FDA Grants Priority
Review for Merck's Investigational HIV Integrase Inhibitor Raltegravir (Isentress)
On
June 27, Merck & Co. announced that the U.S. Food and Drug Administration
(FDA) has granted priority review status for the company's experimental HIV integrase
inhibitor raltegravir (brand
name Isentress, formerly MK-0518). Raltegravir is the first agent in this
novel antiretroviral drug class to be considered for approval.
Below
is an excerpt from Merck's press release announcing the FDA's decision:
FDA
Priority Review Granted for Isentress (raltegravir), Merck's Investigational Integrase
Inhibitor for HIV
Investigational
Integrase Inhibitor a New Class of Oral HIV Medication
WHITEHOUSE
STATION, N.J. -- June 27, 2007 08:00 AM EDT -- (BUSINESS WIRE) -- Merck &
Co., Inc. (NYSE: MRK) announced today that the U.S. Food and Drug Administration
(FDA) has accepted the New Drug Application (NDA) for Isentress (raltegravir,
previously known as MK-0518). Data in the NDA support the proposed use of Isentress
in combination with other antiretroviral agents for the treatment of HIV-1 infection
in treatment-experienced patients with evidence of HIV-1 replication despite ongoing
antiretroviral therapy (ART).
The
FDA granted Isentress priority review status, a designation for investigational
products that address unmet medical needs. Under the priority review designation,
the FDA is expected to review and act on the NDA for Isentress within six months
of submission. Merck anticipates FDA action by mid-October and as planned is also
moving forward with regulatory filings in countries outside of the United States.
If
approved, Isentress would be the first in a new class of antiretroviral agents
called integrase inhibitors that inhibit the insertion of HIV DNA into human DNA.
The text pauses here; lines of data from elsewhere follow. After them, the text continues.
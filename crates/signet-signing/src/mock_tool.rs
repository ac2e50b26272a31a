//! Shell-script stand-in for the signing tool, used by tests.
//!
//! `sign` appends a marker to the target, `verify` succeeds only for files
//! carrying the marker and every invocation is appended to `calls.log`.

use std::os::unix::fs::PermissionsExt;
use std::path::{Path, PathBuf};
use std::sync::Arc;

use tempfile::TempDir;

use crate::locator::FixedToolLocator;
use crate::signtool::SigningToolAdapter;

const SCRIPT: &str = r#"#!/bin/sh
dir=$(dirname "$0")
echo "$*" >> "$dir/calls.log"
cmd="$1"
for last; do :; done
case "$cmd" in
  sign)
    if [ -f "$dir/fail-sign" ]; then
      echo "SignTool Error: An unexpected internal error has occurred." >&2
      exit 1
    fi
    printf 'SIGNED' >> "$last"
    echo "Done Adding Additional Store"
    echo "Successfully signed: $last"
    exit 0
    ;;
  verify)
    if grep -q SIGNED "$last" 2>/dev/null; then
      echo "Successfully verified: $last"
      exit 0
    fi
    echo "SignTool Error: No signature found." >&2
    exit 1
    ;;
  timestamp)
    echo "Successfully timestamped: $last"
    exit 0
    ;;
esac
echo "SignTool Error: Invalid command: $cmd" >&2
exit 2
"#;

pub(crate) struct MockTool {
    tool_dir: TempDir,
    work_dir: TempDir,
}

impl MockTool {
    pub(crate) fn new() -> Self {
        let tool_dir = TempDir::new().unwrap();
        let script = tool_dir.path().join("signtool");
        std::fs::write(&script, SCRIPT).unwrap();
        std::fs::set_permissions(&script, std::fs::Permissions::from_mode(0o755)).unwrap();

        Self {
            tool_dir,
            work_dir: TempDir::new().unwrap(),
        }
    }

    pub(crate) fn path(&self) -> PathBuf {
        self.tool_dir.path().join("signtool")
    }

    /// Directory for test targets, separate from the script's own
    pub(crate) fn work_dir(&self) -> &Path {
        self.work_dir.path()
    }

    pub(crate) fn file(&self, name: &str, contents: &[u8]) -> PathBuf {
        let path = self.work_dir.path().join(name);
        if let Some(parent) = path.parent() {
            std::fs::create_dir_all(parent).unwrap();
        }
        std::fs::write(&path, contents).unwrap();
        path
    }

    pub(crate) fn locator(&self) -> Arc<FixedToolLocator> {
        Arc::new(FixedToolLocator::new(self.path()))
    }

    pub(crate) fn adapter(&self) -> SigningToolAdapter {
        SigningToolAdapter::new(self.locator())
    }

    pub(crate) fn fail_signing(&self) {
        std::fs::write(self.tool_dir.path().join("fail-sign"), b"").unwrap();
    }

    /// Argument lists of every invocation so far
    pub(crate) fn calls(&self) -> Vec<String> {
        std::fs::read_to_string(self.tool_dir.path().join("calls.log"))
            .map(|log| log.lines().map(str::to_string).collect())
            .unwrap_or_default()
    }

    pub(crate) fn sign_calls(&self) -> Vec<String> {
        self.calls()
            .into_iter()
            .filter(|call| call.starts_with("sign "))
            .collect()
    }
}
//! Configuration types

use serde::{Deserialize, Serialize};
use std::path::PathBuf;

use signet_signing::{AlreadySignedPolicy, PackageOptions};

use super::defaults;

/// Main configuration for Signet
#[derive(Debug, Clone, Default, Serialize, Deserialize)]
#[serde(default)]
pub struct Config {
    /// Signing defaults
    pub signing: SigningConfig,

    /// Signing tool location
    pub tool: ToolConfig,

    /// Container package handling
    pub package: PackageConfig,
}

/// Signing defaults applied when the command line does not override them
#[derive(Debug, Clone, Serialize, Deserialize)]
#[serde(default)]
pub struct SigningConfig {
    /// Hash algorithm name (sha1, sha256, sha384, sha512)
    pub hash_algorithm: String,

    /// Timestamp server URL; empty disables timestamping
    pub timestamp_server: String,

    /// Known timestamp servers offered to callers
    pub timestamp_servers: Vec<String>,
}

impl Default for SigningConfig {
    fn default() -> Self {
        Self {
            hash_algorithm: defaults::DEFAULT_HASH_ALGORITHM.to_string(),
            timestamp_server: signet_signing::DEFAULT_TIMESTAMP_SERVER.to_string(),
            timestamp_servers: signet_signing::default_timestamp_servers(),
        }
    }
}

impl SigningConfig {
    /// Timestamp server, `None` when disabled
    pub fn timestamp_server(&self) -> Option<&str> {
        let server = self.timestamp_server.trim();
        (!server.is_empty()).then_some(server)
    }
}

/// Where to find the signing tool
#[derive(Debug, Clone, Default, Serialize, Deserialize)]
#[serde(default)]
pub struct ToolConfig {
    /// Explicit path; skips the SDK search
    pub path: Option<PathBuf>,

    /// Extra directories searched before the SDK locations
    pub sdk_roots: Vec<PathBuf>,
}

/// Container package handling
#[derive(Debug, Clone, Serialize, Deserialize)]
#[serde(default)]
pub struct PackageConfig {
    /// Extensions treated as container packages
    pub extensions: Vec<String>,

    /// Extensions of nested binaries to sign
    pub nested_extensions: Vec<String>,

    /// What to do with nested binaries that already verify (skip or resign)
    pub already_signed: String,
}

impl Default for PackageConfig {
    fn default() -> Self {
        let options = PackageOptions::default();
        Self {
            extensions: options.container_extensions,
            nested_extensions: options.nested_extensions,
            already_signed: defaults::DEFAULT_ALREADY_SIGNED.to_string(),
        }
    }
}

impl PackageConfig {
    /// Policy for already-signed nested files; unknown values fall back to skip
    pub fn already_signed_policy(&self) -> AlreadySignedPolicy {
        match self.already_signed.to_ascii_lowercase().as_str() {
            "resign" => AlreadySignedPolicy::Resign,
            _ => AlreadySignedPolicy::Skip,
        }
    }

    pub fn to_options(&self) -> PackageOptions {
        PackageOptions {
            container_extensions: normalize_extensions(&self.extensions),
            nested_extensions: normalize_extensions(&self.nested_extensions),
            already_signed: self.already_signed_policy(),
        }
    }
}

fn normalize_extensions(extensions: &[String]) -> Vec<String> {
    extensions
        .iter()
        .map(|e| e.trim().trim_start_matches('.').to_ascii_lowercase())
        .collect()
}

#[cfg(test)]
mod tests {
    use super::*;

    #[test]
    fn test_default_package_options() {
        let options = PackageConfig::default().to_options();
        assert_eq!(options, PackageOptions::default());
    }

    #[test]
    fn test_extensions_are_normalized() {
        let config = PackageConfig {
            extensions: vec![".VSIX".to_string(), " nupkg".to_string()],
            nested_extensions: vec!["DLL".to_string()],
            already_signed: "Resign".to_string(),
        };
        let options = config.to_options();
        assert_eq!(options.container_extensions, vec!["vsix", "nupkg"]);
        assert_eq!(options.nested_extensions, vec!["dll"]);
        assert_eq!(options.already_signed, AlreadySignedPolicy::Resign);
    }

    #[test]
    fn test_empty_timestamp_server_disables_timestamping() {
        let mut signing = SigningConfig::default();
        assert_eq!(signing.timestamp_server(), Some("http://time.certum.pl"));
        signing.timestamp_server = "  ".to_string();
        assert_eq!(signing.timestamp_server(), None);
    }
}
Inhibiting integrase from performing this essential function blocks the ability
of the virus to replicate and infect new cells. There are drugs in use that inhibit
two other enzymes critical to the HIV replication process -- protease and reverse
transcriptase -- but currently no approved drugs inhibit integrase.
"Isentress
underscores Merck's commitment to developing and marketing medications that address
unmet medical needs," said Peter S. Kim, PhD, president, Merck Research Laboratories.
"Isentress is a novel approach for treatment-experienced patients with HIV,
a population in need of additional options."
The
application included data from Phase II and Phase III clinical trials in which
Isentress was used in combination with optimized background therapy (OBT) in treatment-experienced
HIV patients failing ARTs who were infected with virus resistant to at least one
drug in each of the three available classes of oral ARTs.
The
formulation of Isentress under review is a single 400mg tablet dosed twice daily
without regard to food and which does not require boosting with ritonavir.
Merck
also is conducting ongoing clinical trials of Isentress in the treatment-naive
(previously untreated) HIV population.
Expanded
Access Program
Isentress
is currently available, at no charge, to qualified patients through an expanded
access clinical research program, EARMRK. The global program provides early
access to Isentress for patients who are resistant to existing classes of antiretroviral
medications and who require an HIV treatment regimen containing a medication to
which they may not be resistant.
06/29/07
Sources
Merck
& Co. FDA Priority Review Granted for Isentress (raltegravir), Merck's Investigational
Integrase Inhibitor for HIV. Press release. June 27, 2007.